Common table expressions

Common table expression (CTE) is a named dataset that is defined within the scope of an SQL query, exists only during this query execution (CTE is not materialized and is not permanently stored anywhere in a database), and can be accessed multiple times within the main query.

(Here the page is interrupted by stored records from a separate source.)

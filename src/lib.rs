//! `voxfit` library crate.
//!
//! Voxel-wise parametric model fitting: every spatial sample ("voxel") of a
//! measurement dataset gets an independent fit of a pluggable signal model,
//! via bounded Levenberg-Marquardt refinement and, optionally, a
//! Metropolis-Hastings posterior sampler.
//!
//! The crate is the fitting *engine* only. Collaborators outside this crate
//! handle command-line parsing, image formats, dataset splitting and merging;
//! the engine consumes plain numeric buffers and produces plain numeric
//! buffers plus per-partition binary sample archives.

pub mod domain;
pub mod error;
pub mod fit;
pub mod io;
pub mod model;
pub mod store;
//! Partition arithmetic.
//!
//! Voxels are fitted in bounded batches ("partitions"). The default cap of
//! 12,800 voxels keeps the padded working buffers within a few hundred
//! megabytes for typical measurement counts, regardless of dataset size.
//! The last partition may be smaller; every partition is padded up to a
//! multiple of the lane width with inert placeholder voxels that are computed
//! but never written back.

use crate::error::AppError;

/// Default maximum voxels per partition.
pub const SIZE_PART: usize = 12_800;

/// Lane width: padded partition sizes are a multiple of this.
pub const VOXELS_BLOCK: usize = 8;

/// Splits `nvox` voxels into fixed-size partitions.
#[derive(Debug, Clone, Copy, PartialEq, Eq)]
pub struct PartitionLayout {
    nvox: usize,
    size_part: usize,
    npartitions: usize,
    size_last: usize,
}

impl PartitionLayout {
    /// Layout with the default partition cap.
    pub fn new(nvox: usize) -> Result<Self, AppError> {
        Self::with_size_part(nvox, SIZE_PART)
    }

    /// Layout with an explicit partition cap (smaller caps bound memory
    /// tighter at the cost of more partition round-trips).
    pub fn with_size_part(nvox: usize, size_part: usize) -> Result<Self, AppError> {
        if nvox == 0 {
            return Err(AppError::data("Dataset has no voxels to fit."));
        }
        if size_part == 0 {
            return Err(AppError::config("Partition size must be > 0."));
        }
        let npartitions = nvox.div_ceil(size_part);
        let remainder = nvox % size_part;
        let size_last = if remainder == 0 { size_part } else { remainder };
        Ok(Self {
            nvox,
            size_part,
            npartitions,
            size_last,
        })
    }

    /// Total voxels in the dataset.
    pub fn nvox(&self) -> usize {
        self.nvox
    }

    /// Number of partitions.
    pub fn npartitions(&self) -> usize {
        self.npartitions
    }

    /// Real (unpadded) voxel count of a partition.
    pub fn partition_size(&self, part: usize) -> usize {
        if part + 1 == self.npartitions {
            self.size_last
        } else {
            self.size_part
        }
    }

    /// Padded voxel count of a partition: the real count rounded up to a
    /// multiple of [`VOXELS_BLOCK`].
    pub fn padded_size(&self, part: usize) -> usize {
        self.partition_size(part).div_ceil(VOXELS_BLOCK) * VOXELS_BLOCK
    }

    /// Index of the first voxel of a partition within the full dataset.
    pub fn offset(&self, part: usize) -> usize {
        part * self.size_part
    }

    /// Largest padded partition size; working buffers are allocated once at
    /// this capacity.
    pub fn max_padded_size(&self) -> usize {
        self.size_part.min(self.nvox).div_ceil(VOXELS_BLOCK) * VOXELS_BLOCK
    }
}

#[cfg(test)]
mod tests {
    use super::*;

    #[test]
    fn exact_multiple_has_no_short_tail() {
        let layout = PartitionLayout::with_size_part(100, 25).unwrap();
        assert_eq!(layout.npartitions(), 4);
        assert_eq!(layout.partition_size(3), 25);
        assert_eq!(layout.offset(2), 50);
    }

    #[test]
    fn last_partition_is_smaller_and_padded_to_lane_width() {
        let layout = PartitionLayout::with_size_part(103, 25).unwrap();
        assert_eq!(layout.npartitions(), 5);
        assert_eq!(layout.partition_size(4), 3);
        assert_eq!(layout.padded_size(4), VOXELS_BLOCK);
        assert_eq!(layout.offset(4), 100);
    }

    #[test]
    fn default_cap_bounds_every_partition() {
        let layout = PartitionLayout::new(100_000).unwrap();
        assert_eq!(layout.partition_size(0), SIZE_PART);
        assert_eq!(layout.npartitions(), 100_000usize.div_ceil(SIZE_PART));
    }

    #[test]
    fn empty_dataset_is_a_data_error() {
        let err = PartitionLayout::new(0).unwrap_err();
        assert_eq!(err.exit_code(), 3);
    }
}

CTE allows you to simplify and make a complex query more readable (you can divide the code into simple parts, reduce its size, avoid duplication), as well as to optimize the execution of a query that involves multiple access to the same datasets (the necessary data is temporarily stored in the cache so that it does not need to be searched for each time).

CTE syntax

To define CTE, use the WITH clause before the main (parent) query:

WITH <cte_name> AS (<cte_subquery>)
<primary_query>;

where:

  • <cte_name> — identifier by which CTE can be referenced in other parts of the main query;

  • <cte_subquery> — SQL query whose results populate CTE;

  • <primary_query> — main SQL query that uses CTE.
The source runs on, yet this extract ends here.